Analyzing corporate automated bug reporters in the Linux Kernel
Much of our world relies on open source projects - we frequently think of the below XKCD comic whenever we import a library for our own development projects. We may not know the developer of the project personally, but are so thankful that this individual took the time, care, and attention to build the software – and we’re equally glad that we did not have to write it.
The Linux kernel is arguably the crowning achievement of the open source movement - a longstanding, well-maintained open source project that is the foundation of Google’s Android and NASA’s satellite software. “No agendas. No politics. Just stuff developers need to build and maintain projects” is at the heart of the Linux Foundation’s mission.
In April 2021, LWN.net’s 5.12 development statistics caught our attention: five of the top ten bug reporters (presumably for bugs that got fixed) were automated systems - Kernel Test robot, Syzbot, Abaci Robot, Hulk Robot, and TOTE robot. What are these systems? Are they also open source? How cool would it be if open source security tooling was helping find bugs in one of the world’s most important open source systems?
Unfortunately, we’ve found that many of these systems:
- aren’t open-sourced or even well reported on;
- managed by corporate or defense industrial interests, and;
- may have concerning security implications moving forward.
We’ve done a deep dive below into each of these automated systems (as well as another automated contributors not mentioned above – Coverity), who they’re owned by, whether they’re open source, and what this may mean for the future of open source security.
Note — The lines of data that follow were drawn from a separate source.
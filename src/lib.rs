//! Concurrent HTTP request generator.
//!
//! Drives sustained traffic at a target URL for a fixed duration,
//! distributing requests across a pool of forward proxies, bounded by a
//! process-wide concurrency ceiling and dispatch rate, with auto-detection
//! of GET vs form-derived POST and a persisted session cookie jar.

pub mod client;
pub mod config;
pub mod coordinator;
pub mod errors;
pub mod limiter;
pub mod metrics;
pub mod probe;
pub mod proxy;
pub mod session;
pub mod worker;
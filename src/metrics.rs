use prometheus::{Encoder, Gauge, Histogram, IntCounter, IntCounterVec, Opts, TextEncoder};

lazy_static::lazy_static! {
    pub static ref REQUESTS_TOTAL: IntCounter =
        IntCounter::with_opts(
            Opts::new("requests_total", "Total number of HTTP requests dispatched")
                .namespace("proxy_loadgen")
        ).unwrap();

    pub static ref RESPONSE_STATUS_CODES: IntCounterVec =
        IntCounterVec::new(
            Opts::new("responses_status_codes_total", "Number of HTTP responses by status code")
                .namespace("proxy_loadgen"),
            &["status_code"]
        ).unwrap();

    pub static ref REQUEST_FAILURES: IntCounterVec =
        IntCounterVec::new(
            Opts::new("request_failures_total", "Number of failed requests by category")
                .namespace("proxy_loadgen"),
            &["category"]
        ).unwrap();

    pub static ref REQUESTS_IN_FLIGHT: Gauge =
        Gauge::with_opts(
            Opts::new("requests_in_flight", "Number of HTTP requests currently in flight")
                .namespace("proxy_loadgen")
        ).unwrap();

    pub static ref REQUEST_DURATION_SECONDS: Histogram =
        Histogram::with_opts(
            prometheus::HistogramOpts::new(
                "request_duration_seconds",
                "HTTP request latencies in seconds."
            ).namespace("proxy_loadgen")
        ).unwrap();
}

/// Registers all metrics with the default Prometheus registry.
pub fn register_metrics() -> Result<(), prometheus::Error> {
    prometheus::default_registry().register(Box::new(REQUESTS_TOTAL.clone()))?;
    prometheus::default_registry().register(Box::new(RESPONSE_STATUS_CODES.clone()))?;
    prometheus::default_registry().register(Box::new(REQUEST_FAILURES.clone()))?;
    prometheus::default_registry().register(Box::new(REQUESTS_IN_FLIGHT.clone()))?;
    prometheus::default_registry().register(Box::new(REQUEST_DURATION_SECONDS.clone()))?;
    Ok(())
}

/// Gathers and encodes the default registry as text for final output.
pub fn gather_metrics_string() -> String {
    let encoder = TextEncoder::new();
    let metric_families = prometheus::default_registry().gather();
    let mut buffer = Vec::new();
    if let Err(e) = encoder.encode(&metric_families, &mut buffer) {
        eprintln!("Error encoding metrics: {}", e);
        return String::from("# ERROR ENCODING METRICS");
    }
    String::from_utf8(buffer).unwrap_or_else(|e| {
        eprintln!("Error encoding metrics to UTF-8: {}", e);
        String::from("# ERROR ENCODING METRICS TO UTF-8")
    })
}

/// Returns a static string label for common HTTP status codes.
///
/// Avoids a heap `String` allocation on every request in the hot path.
/// Uncommon codes fall back to "other" rather than allocating a unique string.
pub fn status_code_label(code: u16) -> &'static str {
    match code {
        100 => "100",
        200 => "200",
        201 => "201",
        204 => "204",
        301 => "301",
        302 => "302",
        304 => "304",
        400 => "400",
        401 => "401",
        403 => "403",
        404 => "404",
        405 => "405",
        408 => "408",
        409 => "409",
        429 => "429",
        499 => "499",
        500 => "500",
        502 => "502",
        503 => "503",
        504 => "504",
        _ => "other",
    }
}
//! Proxy pool: a fixed list of forward-proxy endpoints loaded once from a
//! line-delimited file, with uniform-random selection per request.

use std::fmt;
use std::fs;
use std::path::Path;

use rand::Rng;
use tracing::info;

use crate::errors::Error;

/// A single `host:port` forward-proxy endpoint.
#[derive(Debug, Clone, PartialEq, Eq, Hash)]
pub struct ProxyEndpoint(String);

impl ProxyEndpoint {
    pub fn new(endpoint: impl Into<String>) -> Self {
        Self(endpoint.into())
    }

    pub fn as_str(&self) -> &str {
        &self.0
    }

    /// The endpoint as a proxy URL usable by the HTTP client.
    pub fn proxy_url(&self) -> String {
        format!("http://{}", self.0)
    }
}

impl fmt::Display for ProxyEndpoint {
    fn fmt(&self, f: &mut fmt::Formatter<'_>) -> fmt::Result {
        write!(f, "{}", self.0)
    }
}

/// Immutable set of proxy endpoints. No mutation after load.
#[derive(Debug)]
pub struct ProxyPool {
    endpoints: Vec<ProxyEndpoint>,
}

impl ProxyPool {
    /// Loads the pool from a line-delimited file. Blank lines are ignored.
    ///
    /// A missing or unreadable file is fatal, as is a file with no usable
    /// entries: there is nothing to route requests through.
    pub fn load(path: &Path) -> Result<Self, Error> {
        let contents = fs::read_to_string(path).map_err(|source| Error::ProxyFile {
            path: path.to_path_buf(),
            source,
        })?;

        let endpoints: Vec<ProxyEndpoint> = contents
            .lines()
            .map(str::trim)
            .filter(|line| !line.is_empty())
            .map(ProxyEndpoint::new)
            .collect();

        if endpoints.is_empty() {
            return Err(Error::Config(format!(
                "proxy list '{}' contains no endpoints",
                path.display()
            )));
        }

        info!(
            path = %path.display(),
            count = endpoints.len(),
            "loaded proxy pool"
        );

        Ok(Self { endpoints })
    }

    /// Builds a pool directly from endpoints.
    pub fn from_endpoints(endpoints: Vec<ProxyEndpoint>) -> Self {
        Self { endpoints }
    }

    pub fn endpoints(&self) -> &[ProxyEndpoint] {
        &self.endpoints
    }

    pub fn len(&self) -> usize {
        self.endpoints.len()
    }

    pub fn is_empty(&self) -> bool {
        self.endpoints.is_empty()
    }

    /// Uniform-random draw with replacement: repeated draws may repeat.
    ///
    /// Returns the drawn index alongside the endpoint so callers that keep
    /// per-endpoint state (one HTTP client per proxy) can index into it.
    pub fn pick(&self) -> Result<(usize, &ProxyEndpoint), Error> {
        if self.endpoints.is_empty() {
            return Err(Error::EmptyPool);
        }
        let index = rand::thread_rng().gen_range(0..self.endpoints.len());
        Ok((index, &self.endpoints[index]))
    }
}
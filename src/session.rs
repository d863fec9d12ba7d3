//! Shared session cookie state and its on-disk persistence.
//!
//! The [`Session`] is one cookie jar shared by every client in the process:
//! it plugs into reqwest as a [`cookie::CookieStore`] provider, so every
//! response's `Set-Cookie` is captured and every request carries the cookies
//! recorded for its host. Only the `name=value` part of each cookie is
//! retained; the persisted form is a plain host → name → value map.
//!
//! Persistence is best-effort: a missing or corrupt `cookies.json` yields an
//! empty session with a warning, and saving writes to a temp file in the
//! same directory before renaming it over the target so a partial write
//! never clobbers the previous valid file.

use std::collections::HashMap;
use std::fs;
use std::path::PathBuf;
use std::sync::RwLock;

use reqwest::cookie;
use reqwest::header::HeaderValue;
use reqwest::Url;
use tracing::{debug, info, warn};

use crate::errors::Error;

/// Serialized shape of the session: host → cookie name → cookie value.
pub type CookieMap = HashMap<String, HashMap<String, String>>;

/// Process-wide cookie jar, safe for concurrent read/update from all workers.
#[derive(Debug, Default)]
pub struct Session {
    cookies: RwLock<CookieMap>,
}

impl Session {
    pub fn new() -> Self {
        Self::default()
    }

    pub fn from_map(map: CookieMap) -> Self {
        Self {
            cookies: RwLock::new(map),
        }
    }

    /// Records a cookie for a host. Later writes for the same name win;
    /// writes for distinct names are never dropped.
    pub fn insert(&self, host: &str, name: &str, value: &str) {
        let mut cookies = self.cookies.write().unwrap();
        cookies
            .entry(host.to_string())
            .or_default()
            .insert(name.to_string(), value.to_string());
    }

    /// Value of a named cookie for a host, if recorded.
    pub fn get(&self, host: &str, name: &str) -> Option<String> {
        let cookies = self.cookies.read().unwrap();
        cookies.get(host)?.get(name).cloned()
    }

    /// Total number of cookies across all hosts.
    pub fn cookie_count(&self) -> usize {
        let cookies = self.cookies.read().unwrap();
        cookies.values().map(HashMap::len).sum()
    }

    /// Clones the current cookie state for serialization.
    pub fn snapshot(&self) -> CookieMap {
        self.cookies.read().unwrap().clone()
    }
}

impl cookie::CookieStore for Session {
    fn set_cookies(&self, cookie_headers: &mut dyn Iterator<Item = &HeaderValue>, url: &Url) {
        let Some(host) = url.host_str() else {
            return;
        };
        let mut cookies = self.cookies.write().unwrap();
        let jar = cookies.entry(host.to_string()).or_default();
        for header in cookie_headers {
            let Ok(raw) = header.to_str() else {
                continue;
            };
            // Keep the name=value pair, drop attributes (Path, Expires, ...)
            let pair = raw.split(';').next().unwrap_or("");
            if let Some((name, value)) = pair.split_once('=') {
                jar.insert(name.trim().to_string(), value.trim().to_string());
            }
        }
    }

    fn cookies(&self, url: &Url) -> Option<HeaderValue> {
        let host = url.host_str()?;
        let cookies = self.cookies.read().unwrap();
        let jar = cookies.get(host)?;
        if jar.is_empty() {
            return None;
        }
        let header = jar
            .iter()
            .map(|(name, value)| format!("{}={}", name, value))
            .collect::<Vec<_>>()
            .join("; ");
        HeaderValue::from_str(&header).ok()
    }
}

/// Loads and saves a [`Session`] at a fixed path.
#[derive(Debug, Clone)]
pub struct SessionStore {
    path: PathBuf,
}

impl SessionStore {
    pub fn new(path: impl Into<PathBuf>) -> Self {
        Self { path: path.into() }
    }

    /// Loads the session from disk. Absence or corruption is not fatal:
    /// the run starts with an empty jar and a warning.
    pub fn load(&self) -> Session {
        let contents = match fs::read_to_string(&self.path) {
            Ok(contents) => contents,
            Err(e) => {
                warn!(
                    path = %self.path.display(),
                    error = %e,
                    "could not read cookie file, starting with an empty session"
                );
                return Session::new();
            }
        };

        match serde_json::from_str::<CookieMap>(&contents) {
            Ok(map) => {
                info!(
                    path = %self.path.display(),
                    cookies = map.values().map(HashMap::len).sum::<usize>(),
                    "loaded session cookies"
                );
                Session::from_map(map)
            }
            Err(e) => {
                warn!(
                    path = %self.path.display(),
                    error = %e,
                    "cookie file is corrupt, starting with an empty session"
                );
                Session::new()
            }
        }
    }

    /// Saves the session via a temp file in the same directory, then rename.
    pub fn save(&self, session: &Session) -> Result<(), Error> {
        let snapshot = session.snapshot();
        let json = serde_json::to_string_pretty(&snapshot)?;

        let mut tmp_path = self.path.clone();
        tmp_path.set_extension("json.tmp");

        fs::write(&tmp_path, json).map_err(|source| Error::SessionWrite {
            path: tmp_path.clone(),
            source,
        })?;
        fs::rename(&tmp_path, &self.path).map_err(|source| Error::SessionWrite {
            path: self.path.clone(),
            source,
        })?;

        debug!(
            path = %self.path.display(),
            cookies = snapshot.values().map(HashMap::len).sum::<usize>(),
            "saved session cookies"
        );
        Ok(())
    }
}
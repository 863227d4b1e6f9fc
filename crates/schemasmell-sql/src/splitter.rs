//! Script splitting
//!
//! Breaks a script into statements the way the `mysql` client does: on the
//! current delimiter, outside quotes and comments, honoring `DELIMITER`
//! lines. Comments are dropped from the statement text.

/// Statement text and the 1-based line it starts on
#[derive(Debug, Clone, PartialEq, Eq)]
pub struct RawStatement {
    pub text: String,
    pub line: usize,
}

/// Split a script into statements
pub fn split_statements(script: &str) -> Vec<RawStatement> {
    Splitter::new(script).run()
}

struct Splitter {
    chars: Vec<char>,
    pos: usize,
    line: usize,
    delimiter: Vec<char>,
    current: String,
    start_line: usize,
    statements: Vec<RawStatement>,
}

impl Splitter {
    fn new(script: &str) -> Self {
        Self {
            chars: script.chars().collect(),
            pos: 0,
            line: 1,
            delimiter: vec![';'],
            current: String::new(),
            start_line: 1,
            statements: Vec::new(),
        }
    }

    fn run(mut self) -> Vec<RawStatement> {
        let mut at_line_start = true;

        while self.pos < self.chars.len() {
            if at_line_start && self.current.trim().is_empty() && self.delimiter_command() {
                continue;
            }
            at_line_start = false;

            let c = self.chars[self.pos];
            let next = self.chars.get(self.pos + 1).copied();

            match c {
                '\n' => {
                    self.push(c);
                    self.pos += 1;
                    self.line += 1;
                    at_line_start = true;
                }
                '\'' | '"' | '`' => self.quoted(c),
                '-' if next == Some('-')
                    && self
                        .chars
                        .get(self.pos + 2)
                        .map_or(true, |c| c.is_whitespace()) =>
                {
                    self.line_comment()
                }
                '#' => self.line_comment(),
                '/' if next == Some('*') => self.block_comment(),
                _ if self.at_delimiter() => {
                    self.pos += self.delimiter.len();
                    self.finish();
                }
                _ => {
                    self.push(c);
                    self.pos += 1;
                }
            }
        }

        self.finish();
        self.statements
    }

    /// `DELIMITER xx` on its own line; consumes the line (not its newline)
    fn delimiter_command(&mut self) -> bool {
        let end = self.chars[self.pos..]
            .iter()
            .position(|c| *c == '\n')
            .map_or(self.chars.len(), |offset| self.pos + offset);
        let line: String = self.chars[self.pos..end].iter().collect();

        let mut words = line.split_whitespace();
        match (words.next(), words.next()) {
            (Some(command), Some(delimiter)) if command.eq_ignore_ascii_case("DELIMITER") => {
                self.delimiter = delimiter.chars().collect();
                self.current.clear();
                self.pos = end;
                true
            }
            _ => false,
        }
    }

    fn at_delimiter(&self) -> bool {
        self.chars[self.pos..].starts_with(&self.delimiter)
    }

    fn push(&mut self, c: char) {
        if self.current.trim().is_empty() && !c.is_whitespace() {
            self.current.clear();
            self.start_line = self.line;
        }
        self.current.push(c);
    }

    fn quoted(&mut self, quote: char) {
        self.push(quote);
        self.pos += 1;

        while self.pos < self.chars.len() {
            let c = self.chars[self.pos];
            self.current.push(c);
            self.pos += 1;

            match c {
                '\n' => self.line += 1,
                '\\' if quote != '`' => {
                    if let Some(&escaped) = self.chars.get(self.pos) {
                        if escaped == '\n' {
                            self.line += 1;
                        }
                        self.current.push(escaped);
                        self.pos += 1;
                    }
                }
                _ if c == quote => {
                    // Doubled quote is an escaped quote
                    if self.chars.get(self.pos) == Some(&quote) {
                        self.current.push(quote);
                        self.pos += 1;
                    } else {
                        return;
                    }
                }
                _ => {}
            }
        }
    }

    fn line_comment(&mut self) {
        while self.pos < self.chars.len() && self.chars[self.pos] != '\n' {
            self.pos += 1;
        }
    }

    fn block_comment(&mut self) {
        self.pos += 2;
        while self.pos < self.chars.len() {
            if self.chars[self.pos] == '*' && self.chars.get(self.pos + 1) == Some(&'/') {
                self.pos += 2;
                break;
            }
            if self.chars[self.pos] == '\n' {
                self.line += 1;
            }
            self.pos += 1;
        }
        if !self.current.is_empty() {
            self.current.push(' ');
        }
    }

    fn finish(&mut self) {
        let text = self.current.trim();
        if !text.is_empty() {
            self.statements.push(RawStatement {
                text: text.to_string(),
                line: self.start_line,
            });
        }
        self.current.clear();
    }
}
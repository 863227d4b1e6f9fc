//! schemasmell core
//!
//! Catalog entity model, static MySQL metadata tables and the report model
//! shared by every other crate. Status levels and report fields are part of
//! the JSON output; never renumber or rename them.

pub mod config;
pub mod metadata;
pub mod model;
pub mod report;
pub mod status;

pub use config::{Config, ConfigError, SeverityOverrides};
pub use metadata::{MetadataError, StorageSize, TypeClass};
pub use model::{
    AccessStats, Account, AutoIncrementUsage, Column, ColumnInfo, ColumnKey, Database, Index,
    MysqlVersion, Query, QuerySummary, RedundantIndex, Schema, Statistics, Table, TableFacts,
    TableInfo, TableReference, PRIMARY_INDEX,
};
pub use report::{EntityDescriptor, EntityKind, Report, ReportError, ReportSummary};
pub use status::Status;
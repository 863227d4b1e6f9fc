//! Column type classification

use serde::{Deserialize, Serialize};

/// Coarse family of a MySQL data type
///
/// Decides which information-schema precision field a declared length fills.
#[derive(Debug, Clone, Copy, PartialEq, Eq, Hash, Serialize, Deserialize)]
#[serde(rename_all = "snake_case")]
pub enum TypeClass {
    /// `numeric_precision`
    Integer,

    /// `numeric_precision` and `numeric_scale`
    OtherNumeric,

    /// `character_maximum_length` and `character_octet_length`
    String,

    /// `datetime_precision`
    Time,

    /// `character_maximum_length` (bytes)
    Binary,
}

/// Map type aliases to the name MySQL reports in `information_schema`
pub fn canonical_type_name(name: &str) -> String {
    let lower = name.trim().to_ascii_lowercase();
    let collapsed = lower.split_whitespace().collect::<Vec<_>>().join(" ");

    let canonical = match collapsed.as_str() {
        "integer" | "int4" => "int",
        "int1" | "bool" | "boolean" => "tinyint",
        "int2" => "smallint",
        "int3" | "middleint" => "mediumint",
        "int8" => "bigint",
        "dec" | "numeric" | "fixed" => "decimal",
        "real" | "double precision" | "float8" => "double",
        "float4" => "float",
        "character" | "nchar" | "national char" | "national character" => "char",
        "character varying" | "nvarchar" | "national varchar" | "national character varying"
        | "char varying" => "varchar",
        "long varchar" | "long" => "mediumtext",
        "long varbinary" => "mediumblob",
        other => other,
    };

    canonical.to_string()
}

/// Classify a (canonical or alias) type name
pub fn classify(type_name: &str) -> Option<TypeClass> {
    let class = match canonical_type_name(type_name).as_str() {
        "tinyint" | "smallint" | "mediumint" | "int" | "bigint" => TypeClass::Integer,
        "decimal" | "float" | "double" | "bit" => TypeClass::OtherNumeric,
        "char" | "varchar" | "tinytext" | "text" | "mediumtext" | "longtext" | "enum" | "set" => {
            TypeClass::String
        }
        "date" | "time" | "datetime" | "timestamp" | "year" => TypeClass::Time,
        "binary" | "varbinary" | "tinyblob" | "blob" | "mediumblob" | "longblob" => {
            TypeClass::Binary
        }
        _ => return None,
    };

    Some(class)
}
//! Wide InnoDB primary keys copied into every secondary index

use schemasmell_core::{Report, Status};

use crate::check::{Check, CheckError};
use crate::entity::Entity;

/// Primary keys up to this many bytes are always fine
const NARROW_KEY_BYTES: u64 = 8;

/// Size of the surrogate `INT UNSIGNED` key suggested instead
const SURROGATE_KEY_BYTES: u64 = 4;

/// Compare the cost of a wide primary key against a surrogate key
///
/// InnoDB appends the primary key to every secondary index entry. Replacing a
/// wide key by a 4-byte surrogate keeps the old key as a unique secondary
/// index (`pk_size + 4` bytes) and shrinks every other index to 4 extra bytes.
pub struct SaneInnoDbPrimaryKey;

impl Check for SaneInnoDbPrimaryKey {
    fn name(&self) -> &'static str {
        "sane_innodb_primary_key"
    }

    fn supports(&self, entity: &Entity<'_>) -> bool {
        entity
            .as_table()
            .is_some_and(|table| table.is_innodb() && table.primary_key().is_some())
    }

    fn run(&self, entity: &Entity<'_>) -> Result<Option<Report>, CheckError> {
        let Some(table) = entity.as_table() else {
            return Ok(None);
        };

        let mut pk_size = 0;
        for column in table.primary_key_columns() {
            pk_size += column.storage_size()?.total();
        }
        let count = table.secondary_indexes().count() as u64;

        if pk_size <= NARROW_KEY_BYTES || count == 0 {
            return Ok(Some(
                self.report(entity, Status::Ok, vec![])
                    .with_data("pk_size", pk_size),
            ));
        }

        let current = pk_size + count * pk_size;
        let surrogate = SURROGATE_KEY_BYTES + (pk_size + SURROGATE_KEY_BYTES) + count * SURROGATE_KEY_BYTES;

        let (status, messages) = if current > surrogate {
            (
                Status::Warning,
                vec![format!(
                    "Primary key of {} is {} bytes and is copied into {} secondary index(es); \
                     a surrogate key would cost {} bytes per row instead of {}",
                    table.qualified_name(),
                    pk_size,
                    count,
                    surrogate,
                    current
                )],
            )
        } else {
            (Status::Ok, vec![])
        };

        Ok(Some(
            self.report(entity, status, messages)
                .with_data("pk_size", pk_size)
                .with_data("current_cost", current)
                .with_data("surrogate_cost", surrogate),
        ))
    }
}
The TL;DR is in this handy table:
Why is this a problem?
Almost all of the companies in the above table sell software based on Linux, so it makes sense why they are contributing so heavily to the kernel. However, we have three main concerns:
- Keeping proprietary vendorship, agendas, and politics out of Linux’s open source community is impossible when software recommending changes to the Linux kernel is proprietary.
- Who watches the watchmen: to quote Linus’s law for open source, “given enough eyeballs, all bugs are shallow”. If the bug-finding tools for open source software are proprietary and only used by a few developers, how can the community check for similar bugs, reproduce findings, or learn from past mistakes? This is another example of Cathedral-style proprietary software development trying to creep into the valued bazaar approach of Linux kernel development.
- Corporate competition has an inverse effect on community security. Companies will usually fix bugs in their proprietary build first before contributing directly to the kernel. As the internet grows more closed and regional, large conglomerates may feel inclined to only fix their own proprietary versions, and not push security updates to the wider ecosystem.
After analyzing all seven automated systems (see below for the in-depth analysis), we see some clear cross-cutting issues:
1. Closed source / Little verification through community
Four out of the seven automated systems we mention above (Abaci, HULK, TOTE, and Coverity) are indeed not open sourced, which directly plays to our second above concern - much of the community will not be able to check for similar bugs or reproduce findings from some of these tools. On top of this, 3 systems have small percentages of non-employees using the tools to find bugs - suggesting that these tools are fairly close held. The exception to this is Coverity - while its tool is not open sourced, any open source community member may use the tool for free.
2. Overloaded maintainers
The email/commit ratio for some of these tools is very high (100093 LMKL emails to 137 patches!), and some of the commits are for almost irrelevant “noisy” bugs. This type of noise bogs down maintainer time, as reviewing changes take much longer than the minor change itself. Given how overstretched maintainers are, this is a time suck away from more important security or maintenance issues within the kernel.
3. Corporate interests may outweigh open source interests
The open source community, especially within the Linux kernel, relies on trust relationships. However, some of the above corporate driven automated systems are overloading maintainers with low priority bugs from closed-source software – which is not an ideal way of maintaining that trust relationship. Most concerning of the seven is Huawei: the company has been linked to spying on behalf of the Chinese government, its HULK robot is closed-source and contributes to large numbers of “noisy” bugs, and one of its employees was accused of placing vulnerable code in the Linux kernel in 2020.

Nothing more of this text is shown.